Inflation and effective shift symmetries

Abstract

Cosmic inflation not only sets the initial conditions for the evolution of the universe but also provides the origin of structure formation. It is hence both from a theoretical and observational point of view a highly successful paradigm. Precision measurements of the cosmic microwave background constrain inflation to be effectively driven by a single scalar field whose potential maintains an approximate and continuous shift symmetry V ∼ const. sufficiently far from its minimum. In effective field theory, such a shift symmetry amounts to tuning an essentially infinite number of coefficients of all higher dimensional operators involved. Here, we study different realisations of shift-symmetric inflaton potentials to examine if the amount of fine tuning can be reduced.
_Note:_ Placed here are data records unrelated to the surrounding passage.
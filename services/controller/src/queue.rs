//! Rate-limited work queue of deployment keys.
//!
//! A key is handed to at most one worker at a time:
//! - `add` while the key is being processed only marks it dirty; `done`
//!   puts it back in the queue so the newest state is seen by one more pass
//! - a key already waiting in the queue is not queued twice
//!
//! Failed keys are re-added with per-key exponential backoff until `forget`
//! resets their failure count.

use std::collections::{HashMap, HashSet, VecDeque};
use std::hash::Hash;
use std::sync::{Arc, Mutex, MutexGuard};
use std::time::Duration;

use tokio::sync::Notify;

use crate::retry::BackoffPolicy;

struct QueueState<K> {
    queue: VecDeque<K>,
    /// Keys waiting to be processed (queued or re-queued after processing).
    dirty: HashSet<K>,
    processing: HashSet<K>,
    failures: HashMap<K, u32>,
    shutting_down: bool,
}

pub struct WorkQueue<K> {
    state: Mutex<QueueState<K>>,
    notify: Notify,
    backoff: BackoffPolicy,
}

impl<K> WorkQueue<K>
where
    K: Clone + Eq + Hash + Send + Sync + 'static,
{
    pub fn new(base_delay: Duration, max_delay: Duration) -> Self {
        Self {
            state: Mutex::new(QueueState {
                queue: VecDeque::new(),
                dirty: HashSet::new(),
                processing: HashSet::new(),
                failures: HashMap::new(),
                shutting_down: false,
            }),
            notify: Notify::new(),
            backoff: BackoffPolicy::exact(base_delay, max_delay),
        }
    }

    fn lock(&self) -> MutexGuard<'_, QueueState<K>> {
        self.state.lock().unwrap_or_else(|e| e.into_inner())
    }

    /// Marks `key` as needing a pass.
    pub fn add(&self, key: K) {
        let mut state = self.lock();
        if state.shutting_down || !state.dirty.insert(key.clone()) {
            return;
        }
        if state.processing.contains(&key) {
            return;
        }
        state.queue.push_back(key);
        drop(state);
        self.notify.notify_one();
    }

    /// Waits for the next key. Returns `None` once the queue is shut down.
    pub async fn get(&self) -> Option<K> {
        loop {
            let notified = self.notify.notified();
            tokio::pin!(notified);
            notified.as_mut().enable();

            {
                let mut state = self.lock();
                if state.shutting_down {
                    return None;
                }
                if let Some(key) = state.queue.pop_front() {
                    state.dirty.remove(&key);
                    state.processing.insert(key.clone());
                    return Some(key);
                }
            }

            notified.await;
        }
    }

    /// Ends processing of `key`, re-queuing it if it was added meanwhile.
    pub fn done(&self, key: &K) {
        let mut state = self.lock();
        state.processing.remove(key);
        if state.dirty.contains(key) && !state.shutting_down {
            state.queue.push_back(key.clone());
            drop(state);
            self.notify.notify_one();
        }
    }

    /// Adds `key` after `delay`.
    pub fn add_after(self: &Arc<Self>, key: K, delay: Duration) {
        if delay.is_zero() {
            self.add(key);
            return;
        }
        let queue = Arc::clone(self);
        tokio::spawn(async move {
            tokio::time::sleep(delay).await;
            queue.add(key);
        });
    }

    /// Adds `key` after its per-key backoff and returns the delay used.
    pub fn add_rate_limited(self: &Arc<Self>, key: K) -> Duration {
        let attempt = {
            let mut state = self.lock();
            let failures = state.failures.entry(key.clone()).or_insert(0);
            *failures += 1;
            *failures - 1
        };
        let delay = self.backoff.delay(attempt);
        self.add_after(key, delay);
        delay
    }

    /// Resets the failure count of `key`.
    pub fn forget(&self, key: &K) {
        self.lock().failures.remove(key);
    }

    pub fn num_requeues(&self, key: &K) -> u32 {
        self.lock().failures.get(key).copied().unwrap_or(0)
    }

    /// Stops handing out keys and wakes every waiting worker.
    pub fn shut_down(&self) {
        self.lock().shutting_down = true;
        self.notify.notify_waiters();
    }

    pub fn is_shutting_down(&self) -> bool {
        self.lock().shutting_down
    }

    /// Keys waiting to be handed out.
    pub fn len(&self) -> usize {
        self.lock().queue.len()
    }

    pub fn is_empty(&self) -> bool {
        self.len() == 0
    }
}
//! Workload instances and the template they are stamped from.

use std::collections::BTreeMap;

use chrono::{DateTime, Duration, Utc};
use gamefleet_events::ObjectKey;
use gamefleet_reconcile::{InstancePhase, InstanceRank};
use serde::{Deserialize, Serialize};

use super::meta::{labels, ObjectMeta};

/// Template instances are created from; the hashed part of a revision.
#[derive(Debug, Clone, PartialEq, Serialize, Deserialize, Default)]
pub struct InstanceTemplate {
    #[serde(default)]
    pub labels: BTreeMap<String, String>,
    #[serde(default)]
    pub annotations: BTreeMap<String, String>,
    pub spec: InstanceSpec,
}

#[derive(Debug, Clone, PartialEq, Serialize, Deserialize, Default)]
pub struct InstanceSpec {
    pub containers: Vec<Container>,
    #[serde(default)]
    pub readiness_gates: Vec<ReadinessGate>,
    #[serde(default)]
    pub node_selector: BTreeMap<String, String>,
}

#[derive(Debug, Clone, PartialEq, Serialize, Deserialize, Default)]
pub struct Container {
    pub name: String,
    pub image: String,
    #[serde(default)]
    pub args: Vec<String>,
    #[serde(default)]
    pub env: Vec<EnvVar>,
}

#[derive(Debug, Clone, PartialEq, Eq, Serialize, Deserialize)]
pub struct EnvVar {
    pub name: String,
    pub value: String,
}

/// Extra condition an instance must report before it counts as ready.
#[derive(Debug, Clone, PartialEq, Eq, Serialize, Deserialize)]
pub struct ReadinessGate {
    pub condition_type: InstanceConditionType,
}

#[derive(Debug, Clone, Copy, PartialEq, Eq, Hash, Serialize, Deserialize)]
pub enum InstanceConditionType {
    Ready,
    InPlaceUpdateReady,
}

#[derive(Debug, Clone, PartialEq, Eq, Serialize, Deserialize)]
pub struct InstanceCondition {
    pub condition_type: InstanceConditionType,
    pub status: bool,
    pub last_transition_time: DateTime<Utc>,
}

#[derive(Debug, Clone, PartialEq, Eq, Serialize, Deserialize)]
pub struct ContainerStatus {
    pub name: String,
    /// Image the container is actually running.
    pub image: String,
    pub ready: bool,
}

#[derive(Debug, Clone, PartialEq, Serialize, Deserialize, Default)]
pub struct InstanceStatus {
    #[serde(default)]
    pub phase: InstancePhase,
    #[serde(default)]
    pub node_name: Option<String>,
    #[serde(default)]
    pub conditions: Vec<InstanceCondition>,
    #[serde(default)]
    pub container_statuses: Vec<ContainerStatus>,
}

/// A running unit created from a revision.
#[derive(Debug, Clone, PartialEq, Serialize, Deserialize)]
pub struct WorkloadInstance {
    pub meta: ObjectMeta,
    pub spec: InstanceSpec,
    #[serde(default)]
    pub status: InstanceStatus,
}

/// Record written to `gamefleet.io/inplace-update-state` on in-place update.
#[derive(Debug, Clone, PartialEq, Eq, Serialize, Deserialize)]
pub struct InPlaceUpdateState {
    pub revision: String,
    pub update_timestamp: DateTime<Utc>,
    /// Container name to image before the update.
    pub last_container_images: BTreeMap<String, String>,
}

impl WorkloadInstance {
    pub fn key(&self) -> ObjectKey {
        self.meta.key()
    }

    pub fn name(&self) -> &str {
        &self.meta.name
    }

    /// Revision name from the revision label.
    pub fn revision(&self) -> Option<&str> {
        self.meta.label(labels::REVISION_HASH)
    }

    /// Identity token from the instance-id label.
    pub fn identity(&self) -> Option<&str> {
        self.meta.label(labels::INSTANCE_ID)
    }

    pub fn is_scheduled(&self) -> bool {
        self.status.node_name.is_some()
    }

    pub fn condition(&self, condition_type: InstanceConditionType) -> Option<&InstanceCondition> {
        self.status
            .conditions
            .iter()
            .find(|c| c.condition_type == condition_type)
    }

    /// Sets a condition, keeping the transition time when the status is unchanged.
    pub fn set_condition(&mut self, condition_type: InstanceConditionType, status: bool, now: DateTime<Utc>) {
        match self
            .status
            .conditions
            .iter_mut()
            .find(|c| c.condition_type == condition_type)
        {
            Some(existing) if existing.status == status => {}
            Some(existing) => {
                existing.status = status;
                existing.last_transition_time = now;
            }
            None => self.status.conditions.push(InstanceCondition {
                condition_type,
                status,
                last_transition_time: now,
            }),
        }
    }

    pub fn has_readiness_gate(&self, condition_type: InstanceConditionType) -> bool {
        self.spec
            .readiness_gates
            .iter()
            .any(|g| g.condition_type == condition_type)
    }

    /// Running with a true `Ready` condition.
    pub fn is_ready(&self) -> bool {
        self.status.phase == InstancePhase::Running
            && self
                .condition(InstanceConditionType::Ready)
                .is_some_and(|c| c.status)
    }

    /// When the instance last became ready.
    pub fn ready_since(&self) -> Option<DateTime<Utc>> {
        if !self.is_ready() {
            return None;
        }
        self.condition(InstanceConditionType::Ready)
            .map(|c| c.last_transition_time)
    }

    /// Ready for at least `min_ready_seconds`.
    pub fn is_available(&self, min_ready_seconds: i32, now: DateTime<Utc>) -> bool {
        match self.ready_since() {
            None => false,
            Some(_) if min_ready_seconds <= 0 => true,
            Some(since) => since + Duration::seconds(i64::from(min_ready_seconds)) <= now,
        }
    }

    /// Time until a ready-but-not-yet-available instance becomes available.
    pub fn until_available(&self, min_ready_seconds: i32, now: DateTime<Utc>) -> Option<Duration> {
        if min_ready_seconds <= 0 {
            return None;
        }
        let since = self.ready_since()?;
        let remaining = since + Duration::seconds(i64::from(min_ready_seconds)) - now;
        (remaining > Duration::zero()).then_some(remaining)
    }

    /// True once every container reports the image its spec asks for.
    pub fn images_converged(&self) -> bool {
        self.spec.containers.iter().all(|c| {
            self.status
                .container_statuses
                .iter()
                .any(|s| s.name == c.name && s.image == c.image)
        })
    }

    pub fn in_place_update_state(&self) -> Option<InPlaceUpdateState> {
        self.meta
            .annotations
            .get(labels::INPLACE_UPDATE_STATE)
            .and_then(|raw| serde_json::from_str(raw).ok())
    }

    /// Sort key from worst to best state.
    pub fn rank(&self) -> InstanceRank {
        InstanceRank {
            scheduled: self.is_scheduled(),
            phase: self.status.phase,
            ready: self.is_ready(),
            ready_since: self.ready_since(),
            created_at: self.meta.creation_timestamp,
        }
    }
}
We begin by considering a UV example and find that underlying parameters do not evade tuning as the intrinsic suppressions do not suffice. Continuing to study non-canonical dynamics, we formulate a condition on the non-canonical kinetic term equivalent to the potential shift symmetry and provide expressions for universal corrections and phenomenological imprints resulting from a broken shift symmetry. Studying modified gravity, we derive all order expressions for broken shift symmetries that allow for observationally viable inflation to occur. Finally, we study scalar field dynamics non-minimally coupled to gravity. After developing an understanding of the phenomenological implications of different types of shift symmetry breaking, we propose a mechanism that realises a sufficient intermediate shift symmetry for inflation to occur by essentially only tuning one parameter. This parameter sets the spectral index as well as the normalisation of the cosmic microwave background temperature spectrum and is found to satisfy both observational constraints while at the same time pushing all higher order terms sufficiently far away in field space.